Pull every line that holds the word "issue" from the entries.

┄┄┄┄┄┄┄┄┄┄

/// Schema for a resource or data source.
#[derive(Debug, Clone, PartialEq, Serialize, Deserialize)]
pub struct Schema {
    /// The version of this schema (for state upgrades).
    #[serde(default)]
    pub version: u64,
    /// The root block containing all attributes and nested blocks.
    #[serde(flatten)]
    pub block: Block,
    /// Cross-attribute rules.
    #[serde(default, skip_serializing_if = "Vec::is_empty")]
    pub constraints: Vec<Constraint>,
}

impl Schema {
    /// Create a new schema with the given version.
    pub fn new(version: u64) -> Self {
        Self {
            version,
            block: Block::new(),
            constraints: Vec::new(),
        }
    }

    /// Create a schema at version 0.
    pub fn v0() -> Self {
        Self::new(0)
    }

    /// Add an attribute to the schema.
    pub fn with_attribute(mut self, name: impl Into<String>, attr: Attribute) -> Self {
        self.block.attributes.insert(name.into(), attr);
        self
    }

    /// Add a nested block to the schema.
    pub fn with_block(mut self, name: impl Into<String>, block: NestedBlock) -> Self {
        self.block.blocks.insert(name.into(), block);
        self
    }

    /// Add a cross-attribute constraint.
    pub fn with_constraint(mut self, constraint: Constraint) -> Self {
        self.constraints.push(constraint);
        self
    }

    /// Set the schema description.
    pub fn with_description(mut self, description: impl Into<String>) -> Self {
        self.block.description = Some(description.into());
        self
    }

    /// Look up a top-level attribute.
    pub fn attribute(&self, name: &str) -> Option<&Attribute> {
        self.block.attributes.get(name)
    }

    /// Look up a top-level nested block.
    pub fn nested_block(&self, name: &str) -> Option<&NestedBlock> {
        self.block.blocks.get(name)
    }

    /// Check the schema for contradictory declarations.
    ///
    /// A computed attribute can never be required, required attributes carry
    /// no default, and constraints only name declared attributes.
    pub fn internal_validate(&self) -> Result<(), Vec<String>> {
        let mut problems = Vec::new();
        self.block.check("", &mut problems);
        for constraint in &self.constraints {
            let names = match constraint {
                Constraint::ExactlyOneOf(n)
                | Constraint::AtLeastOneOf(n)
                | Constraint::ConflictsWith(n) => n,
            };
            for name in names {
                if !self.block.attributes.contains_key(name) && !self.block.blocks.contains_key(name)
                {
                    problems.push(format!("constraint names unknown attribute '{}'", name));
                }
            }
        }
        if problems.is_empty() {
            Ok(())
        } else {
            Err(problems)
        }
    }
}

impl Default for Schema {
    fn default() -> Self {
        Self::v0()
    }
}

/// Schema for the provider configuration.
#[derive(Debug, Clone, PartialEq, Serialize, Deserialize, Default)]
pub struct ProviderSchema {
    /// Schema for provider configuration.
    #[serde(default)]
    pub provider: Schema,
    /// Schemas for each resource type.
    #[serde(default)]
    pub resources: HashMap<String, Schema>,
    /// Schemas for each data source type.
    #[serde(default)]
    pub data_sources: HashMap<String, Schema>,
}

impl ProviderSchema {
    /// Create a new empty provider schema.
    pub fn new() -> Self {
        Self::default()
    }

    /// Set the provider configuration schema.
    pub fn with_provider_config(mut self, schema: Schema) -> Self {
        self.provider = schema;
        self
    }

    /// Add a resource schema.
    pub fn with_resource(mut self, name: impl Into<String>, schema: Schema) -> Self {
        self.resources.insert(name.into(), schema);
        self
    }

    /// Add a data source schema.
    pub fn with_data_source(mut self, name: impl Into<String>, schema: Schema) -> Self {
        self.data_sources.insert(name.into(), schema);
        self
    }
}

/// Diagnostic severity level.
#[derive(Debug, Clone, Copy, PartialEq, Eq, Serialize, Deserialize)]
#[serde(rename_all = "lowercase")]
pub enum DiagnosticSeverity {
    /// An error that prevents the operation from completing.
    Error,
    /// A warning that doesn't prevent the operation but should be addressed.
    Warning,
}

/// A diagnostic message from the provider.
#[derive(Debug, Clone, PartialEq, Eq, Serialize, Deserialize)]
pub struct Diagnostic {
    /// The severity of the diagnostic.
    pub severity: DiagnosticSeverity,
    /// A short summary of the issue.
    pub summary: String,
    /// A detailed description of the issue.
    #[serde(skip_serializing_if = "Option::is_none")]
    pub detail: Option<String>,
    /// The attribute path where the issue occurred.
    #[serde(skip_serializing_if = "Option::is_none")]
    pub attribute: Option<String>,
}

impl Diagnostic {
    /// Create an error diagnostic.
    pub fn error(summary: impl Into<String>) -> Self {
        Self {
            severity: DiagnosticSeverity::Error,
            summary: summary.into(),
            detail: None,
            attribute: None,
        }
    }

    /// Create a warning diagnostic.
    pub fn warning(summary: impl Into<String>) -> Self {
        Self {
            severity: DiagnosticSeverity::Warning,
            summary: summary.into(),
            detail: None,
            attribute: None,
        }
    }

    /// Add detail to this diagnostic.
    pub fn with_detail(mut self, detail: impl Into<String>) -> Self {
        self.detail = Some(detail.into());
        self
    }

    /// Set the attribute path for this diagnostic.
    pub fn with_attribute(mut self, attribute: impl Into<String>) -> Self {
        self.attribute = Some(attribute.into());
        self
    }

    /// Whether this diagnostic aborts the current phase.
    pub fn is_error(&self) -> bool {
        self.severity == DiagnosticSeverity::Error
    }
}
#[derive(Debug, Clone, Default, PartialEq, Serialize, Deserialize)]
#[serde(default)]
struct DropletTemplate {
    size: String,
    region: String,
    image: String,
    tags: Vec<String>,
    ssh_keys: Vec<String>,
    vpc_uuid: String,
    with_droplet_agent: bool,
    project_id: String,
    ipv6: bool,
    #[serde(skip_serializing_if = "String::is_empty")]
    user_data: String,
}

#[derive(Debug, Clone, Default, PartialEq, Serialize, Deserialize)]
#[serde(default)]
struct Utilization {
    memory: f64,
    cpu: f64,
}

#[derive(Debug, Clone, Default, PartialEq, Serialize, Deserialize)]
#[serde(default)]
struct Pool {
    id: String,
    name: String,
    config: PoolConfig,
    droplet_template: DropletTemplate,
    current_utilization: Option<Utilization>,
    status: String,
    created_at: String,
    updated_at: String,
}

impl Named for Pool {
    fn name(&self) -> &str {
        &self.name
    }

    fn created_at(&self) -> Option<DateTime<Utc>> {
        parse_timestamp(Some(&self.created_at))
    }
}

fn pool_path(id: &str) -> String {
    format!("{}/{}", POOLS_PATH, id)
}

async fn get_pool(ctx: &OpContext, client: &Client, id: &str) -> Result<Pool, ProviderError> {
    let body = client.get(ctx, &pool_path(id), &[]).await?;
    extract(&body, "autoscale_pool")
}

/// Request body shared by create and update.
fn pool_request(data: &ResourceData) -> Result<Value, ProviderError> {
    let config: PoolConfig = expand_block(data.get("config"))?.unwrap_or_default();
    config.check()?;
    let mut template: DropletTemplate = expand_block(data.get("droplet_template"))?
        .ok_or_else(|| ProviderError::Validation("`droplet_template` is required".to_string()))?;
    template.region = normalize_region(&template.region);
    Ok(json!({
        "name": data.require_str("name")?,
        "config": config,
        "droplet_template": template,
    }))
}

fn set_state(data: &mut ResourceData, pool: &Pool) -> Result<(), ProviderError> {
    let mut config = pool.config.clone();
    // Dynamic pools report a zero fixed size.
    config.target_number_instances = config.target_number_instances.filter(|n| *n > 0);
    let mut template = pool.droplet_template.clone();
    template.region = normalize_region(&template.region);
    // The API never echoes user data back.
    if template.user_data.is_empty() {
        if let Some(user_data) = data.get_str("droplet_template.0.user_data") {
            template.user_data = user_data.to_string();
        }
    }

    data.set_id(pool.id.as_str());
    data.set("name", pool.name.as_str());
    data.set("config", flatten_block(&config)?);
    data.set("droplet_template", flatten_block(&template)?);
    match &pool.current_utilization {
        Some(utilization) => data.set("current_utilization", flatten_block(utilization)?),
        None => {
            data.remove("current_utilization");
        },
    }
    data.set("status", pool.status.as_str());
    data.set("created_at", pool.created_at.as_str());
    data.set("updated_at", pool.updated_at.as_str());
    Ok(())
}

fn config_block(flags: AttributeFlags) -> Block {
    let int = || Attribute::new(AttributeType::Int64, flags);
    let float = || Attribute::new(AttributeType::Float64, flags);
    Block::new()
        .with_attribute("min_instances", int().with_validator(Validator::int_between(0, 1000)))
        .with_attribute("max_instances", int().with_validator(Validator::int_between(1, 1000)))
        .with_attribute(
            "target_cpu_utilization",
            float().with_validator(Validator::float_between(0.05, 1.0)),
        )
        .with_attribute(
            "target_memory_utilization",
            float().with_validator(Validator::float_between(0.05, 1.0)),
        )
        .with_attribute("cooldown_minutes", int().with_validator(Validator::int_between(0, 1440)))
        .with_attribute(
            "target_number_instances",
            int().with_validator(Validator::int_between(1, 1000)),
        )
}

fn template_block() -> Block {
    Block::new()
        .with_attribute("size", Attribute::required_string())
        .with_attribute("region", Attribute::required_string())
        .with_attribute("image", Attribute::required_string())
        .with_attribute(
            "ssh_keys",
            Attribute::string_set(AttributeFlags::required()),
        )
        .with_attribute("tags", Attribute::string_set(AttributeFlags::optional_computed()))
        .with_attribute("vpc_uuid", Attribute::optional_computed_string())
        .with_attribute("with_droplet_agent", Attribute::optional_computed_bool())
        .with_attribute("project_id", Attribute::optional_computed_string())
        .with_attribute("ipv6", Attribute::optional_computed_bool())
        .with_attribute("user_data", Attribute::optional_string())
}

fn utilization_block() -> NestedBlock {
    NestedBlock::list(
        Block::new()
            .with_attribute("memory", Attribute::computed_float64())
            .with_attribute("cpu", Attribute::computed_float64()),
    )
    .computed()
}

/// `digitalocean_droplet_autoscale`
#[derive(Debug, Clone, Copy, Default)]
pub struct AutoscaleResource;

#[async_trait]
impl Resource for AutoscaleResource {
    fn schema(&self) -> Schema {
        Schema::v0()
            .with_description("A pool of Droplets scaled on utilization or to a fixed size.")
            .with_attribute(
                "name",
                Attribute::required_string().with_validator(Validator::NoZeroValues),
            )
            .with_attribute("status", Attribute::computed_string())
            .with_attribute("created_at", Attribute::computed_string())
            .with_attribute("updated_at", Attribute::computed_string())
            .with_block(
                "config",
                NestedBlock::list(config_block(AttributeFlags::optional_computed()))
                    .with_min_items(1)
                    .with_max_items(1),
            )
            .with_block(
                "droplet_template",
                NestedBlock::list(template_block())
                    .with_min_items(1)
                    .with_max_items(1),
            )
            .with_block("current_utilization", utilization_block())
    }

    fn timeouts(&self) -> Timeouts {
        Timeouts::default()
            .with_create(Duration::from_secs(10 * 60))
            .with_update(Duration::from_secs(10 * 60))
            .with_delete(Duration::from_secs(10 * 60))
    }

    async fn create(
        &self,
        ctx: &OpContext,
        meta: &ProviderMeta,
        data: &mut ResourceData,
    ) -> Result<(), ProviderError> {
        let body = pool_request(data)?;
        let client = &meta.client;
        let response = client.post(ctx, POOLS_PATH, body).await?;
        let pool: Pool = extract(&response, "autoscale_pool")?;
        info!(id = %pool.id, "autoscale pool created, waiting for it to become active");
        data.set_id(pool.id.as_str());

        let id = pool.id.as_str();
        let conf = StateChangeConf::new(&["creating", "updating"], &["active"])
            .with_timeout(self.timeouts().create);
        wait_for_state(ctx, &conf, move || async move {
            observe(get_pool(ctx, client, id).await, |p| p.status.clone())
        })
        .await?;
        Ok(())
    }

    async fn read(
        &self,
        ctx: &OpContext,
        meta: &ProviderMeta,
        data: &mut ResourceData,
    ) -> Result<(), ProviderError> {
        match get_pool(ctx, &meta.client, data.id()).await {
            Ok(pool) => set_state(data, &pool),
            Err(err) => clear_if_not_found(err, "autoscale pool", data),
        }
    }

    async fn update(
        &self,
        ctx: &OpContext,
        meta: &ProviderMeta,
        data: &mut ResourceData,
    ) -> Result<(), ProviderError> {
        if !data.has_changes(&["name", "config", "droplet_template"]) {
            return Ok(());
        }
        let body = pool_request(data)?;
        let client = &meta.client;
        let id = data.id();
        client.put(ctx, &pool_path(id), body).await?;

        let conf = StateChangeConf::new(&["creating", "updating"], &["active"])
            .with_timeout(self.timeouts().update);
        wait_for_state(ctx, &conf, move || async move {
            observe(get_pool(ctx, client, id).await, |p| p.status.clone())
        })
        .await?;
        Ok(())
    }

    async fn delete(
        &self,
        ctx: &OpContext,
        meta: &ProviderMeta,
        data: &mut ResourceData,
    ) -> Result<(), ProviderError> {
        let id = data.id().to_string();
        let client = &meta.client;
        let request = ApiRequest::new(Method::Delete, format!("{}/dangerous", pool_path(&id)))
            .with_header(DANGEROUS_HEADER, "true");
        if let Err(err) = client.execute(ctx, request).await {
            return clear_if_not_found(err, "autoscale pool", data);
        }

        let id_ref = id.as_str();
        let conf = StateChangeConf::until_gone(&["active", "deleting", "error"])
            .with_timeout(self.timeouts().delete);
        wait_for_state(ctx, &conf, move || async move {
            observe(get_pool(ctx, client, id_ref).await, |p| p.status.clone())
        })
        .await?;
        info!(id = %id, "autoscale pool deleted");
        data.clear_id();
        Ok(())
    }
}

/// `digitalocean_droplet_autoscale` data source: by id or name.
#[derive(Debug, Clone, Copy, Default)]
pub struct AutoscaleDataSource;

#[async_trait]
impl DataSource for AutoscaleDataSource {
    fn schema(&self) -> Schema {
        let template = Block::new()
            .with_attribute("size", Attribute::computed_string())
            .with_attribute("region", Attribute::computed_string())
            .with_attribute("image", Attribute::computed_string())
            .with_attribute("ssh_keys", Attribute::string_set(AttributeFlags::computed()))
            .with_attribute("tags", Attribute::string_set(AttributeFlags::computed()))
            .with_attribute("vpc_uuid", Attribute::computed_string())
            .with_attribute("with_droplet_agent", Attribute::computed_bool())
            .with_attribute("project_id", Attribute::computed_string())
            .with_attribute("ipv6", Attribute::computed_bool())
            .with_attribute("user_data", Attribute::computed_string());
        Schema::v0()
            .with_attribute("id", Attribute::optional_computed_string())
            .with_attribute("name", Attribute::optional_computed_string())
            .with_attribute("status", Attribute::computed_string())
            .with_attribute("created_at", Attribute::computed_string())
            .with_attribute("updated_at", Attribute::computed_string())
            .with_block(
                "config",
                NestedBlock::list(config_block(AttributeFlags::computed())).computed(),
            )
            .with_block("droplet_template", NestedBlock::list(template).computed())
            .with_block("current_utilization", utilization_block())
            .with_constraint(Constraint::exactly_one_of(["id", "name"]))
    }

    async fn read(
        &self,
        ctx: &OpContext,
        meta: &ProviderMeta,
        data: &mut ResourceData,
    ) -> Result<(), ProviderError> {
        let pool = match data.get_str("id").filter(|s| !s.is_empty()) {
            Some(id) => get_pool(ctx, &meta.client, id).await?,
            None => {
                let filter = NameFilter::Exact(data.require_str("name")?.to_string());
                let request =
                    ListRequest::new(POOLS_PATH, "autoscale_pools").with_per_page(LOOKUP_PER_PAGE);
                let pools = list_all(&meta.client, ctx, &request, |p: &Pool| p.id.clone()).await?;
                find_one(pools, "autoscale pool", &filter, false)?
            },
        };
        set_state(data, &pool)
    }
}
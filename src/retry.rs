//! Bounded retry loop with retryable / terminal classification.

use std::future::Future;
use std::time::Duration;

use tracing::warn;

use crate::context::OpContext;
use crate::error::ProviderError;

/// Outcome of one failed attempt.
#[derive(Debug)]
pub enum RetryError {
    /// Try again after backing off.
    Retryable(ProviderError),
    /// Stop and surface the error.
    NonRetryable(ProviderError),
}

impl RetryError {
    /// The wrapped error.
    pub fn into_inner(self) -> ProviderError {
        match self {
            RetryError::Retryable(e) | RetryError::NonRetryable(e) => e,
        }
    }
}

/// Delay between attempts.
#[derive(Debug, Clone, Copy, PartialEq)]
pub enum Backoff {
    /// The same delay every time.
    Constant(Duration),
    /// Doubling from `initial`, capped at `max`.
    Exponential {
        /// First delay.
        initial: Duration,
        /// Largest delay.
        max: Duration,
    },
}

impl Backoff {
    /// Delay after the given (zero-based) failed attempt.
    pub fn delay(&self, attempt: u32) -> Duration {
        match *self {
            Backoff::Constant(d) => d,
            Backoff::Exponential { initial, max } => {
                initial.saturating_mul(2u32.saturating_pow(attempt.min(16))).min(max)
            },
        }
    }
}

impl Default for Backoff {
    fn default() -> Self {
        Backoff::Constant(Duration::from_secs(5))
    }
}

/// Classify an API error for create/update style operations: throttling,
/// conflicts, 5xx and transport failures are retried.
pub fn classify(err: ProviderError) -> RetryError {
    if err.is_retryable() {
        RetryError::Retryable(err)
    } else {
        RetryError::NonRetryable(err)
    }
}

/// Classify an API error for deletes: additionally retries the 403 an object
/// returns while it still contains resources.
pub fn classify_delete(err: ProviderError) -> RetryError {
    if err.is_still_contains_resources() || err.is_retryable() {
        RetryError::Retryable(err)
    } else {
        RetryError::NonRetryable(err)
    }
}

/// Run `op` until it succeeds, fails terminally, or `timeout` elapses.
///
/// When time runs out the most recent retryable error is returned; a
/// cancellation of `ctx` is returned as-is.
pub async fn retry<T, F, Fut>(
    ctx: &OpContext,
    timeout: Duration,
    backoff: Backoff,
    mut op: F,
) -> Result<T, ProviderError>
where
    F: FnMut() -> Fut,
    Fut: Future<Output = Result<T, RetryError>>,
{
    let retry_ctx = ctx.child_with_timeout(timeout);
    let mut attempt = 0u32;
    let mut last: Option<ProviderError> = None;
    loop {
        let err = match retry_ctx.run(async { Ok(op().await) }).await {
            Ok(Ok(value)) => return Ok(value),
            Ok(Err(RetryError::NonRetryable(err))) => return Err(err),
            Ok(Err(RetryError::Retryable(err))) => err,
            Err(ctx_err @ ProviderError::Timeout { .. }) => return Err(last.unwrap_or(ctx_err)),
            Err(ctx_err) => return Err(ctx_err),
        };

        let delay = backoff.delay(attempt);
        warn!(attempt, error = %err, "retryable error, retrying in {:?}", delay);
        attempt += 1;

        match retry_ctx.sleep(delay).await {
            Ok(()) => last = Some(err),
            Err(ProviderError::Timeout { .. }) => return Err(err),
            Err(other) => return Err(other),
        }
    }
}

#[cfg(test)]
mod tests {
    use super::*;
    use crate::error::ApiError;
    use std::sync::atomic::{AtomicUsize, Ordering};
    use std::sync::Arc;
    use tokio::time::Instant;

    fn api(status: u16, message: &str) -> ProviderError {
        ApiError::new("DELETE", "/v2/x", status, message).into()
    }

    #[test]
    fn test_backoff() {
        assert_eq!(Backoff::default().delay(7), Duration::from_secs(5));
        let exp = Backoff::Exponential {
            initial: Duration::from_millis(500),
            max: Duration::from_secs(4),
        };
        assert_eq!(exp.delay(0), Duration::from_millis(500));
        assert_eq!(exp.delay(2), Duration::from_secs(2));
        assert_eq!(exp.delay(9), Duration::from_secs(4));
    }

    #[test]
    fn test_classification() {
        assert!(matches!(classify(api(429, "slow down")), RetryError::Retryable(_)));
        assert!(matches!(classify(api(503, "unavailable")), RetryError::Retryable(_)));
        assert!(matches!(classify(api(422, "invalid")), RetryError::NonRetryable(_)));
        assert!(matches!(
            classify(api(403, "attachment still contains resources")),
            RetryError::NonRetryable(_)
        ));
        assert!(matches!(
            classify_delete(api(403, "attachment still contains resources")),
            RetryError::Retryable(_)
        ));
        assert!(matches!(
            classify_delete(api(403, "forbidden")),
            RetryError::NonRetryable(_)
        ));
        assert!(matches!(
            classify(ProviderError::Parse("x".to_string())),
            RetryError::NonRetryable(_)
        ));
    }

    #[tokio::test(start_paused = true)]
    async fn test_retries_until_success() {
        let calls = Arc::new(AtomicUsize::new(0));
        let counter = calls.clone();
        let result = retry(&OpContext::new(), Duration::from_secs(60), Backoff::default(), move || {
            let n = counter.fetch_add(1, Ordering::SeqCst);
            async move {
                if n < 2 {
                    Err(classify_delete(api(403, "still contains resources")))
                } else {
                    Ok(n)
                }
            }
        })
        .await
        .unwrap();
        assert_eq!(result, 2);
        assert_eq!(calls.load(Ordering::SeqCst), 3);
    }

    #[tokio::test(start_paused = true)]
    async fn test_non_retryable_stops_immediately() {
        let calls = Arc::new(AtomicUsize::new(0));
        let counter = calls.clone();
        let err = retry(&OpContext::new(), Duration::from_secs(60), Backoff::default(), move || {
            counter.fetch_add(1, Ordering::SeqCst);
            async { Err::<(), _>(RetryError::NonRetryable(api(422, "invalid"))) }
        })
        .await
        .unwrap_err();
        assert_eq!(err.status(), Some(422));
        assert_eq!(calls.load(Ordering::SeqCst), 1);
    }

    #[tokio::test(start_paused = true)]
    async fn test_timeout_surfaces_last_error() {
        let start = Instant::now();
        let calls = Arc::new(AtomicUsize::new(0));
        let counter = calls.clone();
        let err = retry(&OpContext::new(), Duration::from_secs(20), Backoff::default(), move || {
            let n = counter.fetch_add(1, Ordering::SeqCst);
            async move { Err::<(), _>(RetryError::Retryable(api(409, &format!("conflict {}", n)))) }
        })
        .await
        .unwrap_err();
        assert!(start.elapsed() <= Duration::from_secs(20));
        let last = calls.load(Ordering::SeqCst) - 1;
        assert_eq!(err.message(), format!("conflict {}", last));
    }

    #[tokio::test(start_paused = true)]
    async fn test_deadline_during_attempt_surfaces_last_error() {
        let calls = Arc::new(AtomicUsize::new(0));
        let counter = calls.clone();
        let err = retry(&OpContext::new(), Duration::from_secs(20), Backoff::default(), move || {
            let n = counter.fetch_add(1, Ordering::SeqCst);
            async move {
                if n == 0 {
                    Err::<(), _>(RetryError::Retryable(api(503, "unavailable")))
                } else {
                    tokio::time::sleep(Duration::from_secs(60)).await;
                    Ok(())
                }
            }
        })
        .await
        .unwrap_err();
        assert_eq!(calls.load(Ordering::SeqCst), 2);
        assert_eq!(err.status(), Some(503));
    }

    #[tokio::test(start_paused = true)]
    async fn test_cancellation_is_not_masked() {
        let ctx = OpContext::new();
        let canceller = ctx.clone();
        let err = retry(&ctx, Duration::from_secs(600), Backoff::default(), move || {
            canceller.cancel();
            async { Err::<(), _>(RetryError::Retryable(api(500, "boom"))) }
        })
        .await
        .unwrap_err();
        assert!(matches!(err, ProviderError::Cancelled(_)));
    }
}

┄┄┄┄┄┄┄┄┄┄

> [Finished exercise]:
    /// A short summary of the issue.
    /// A detailed description of the issue.
    /// The attribute path where the issue occurred.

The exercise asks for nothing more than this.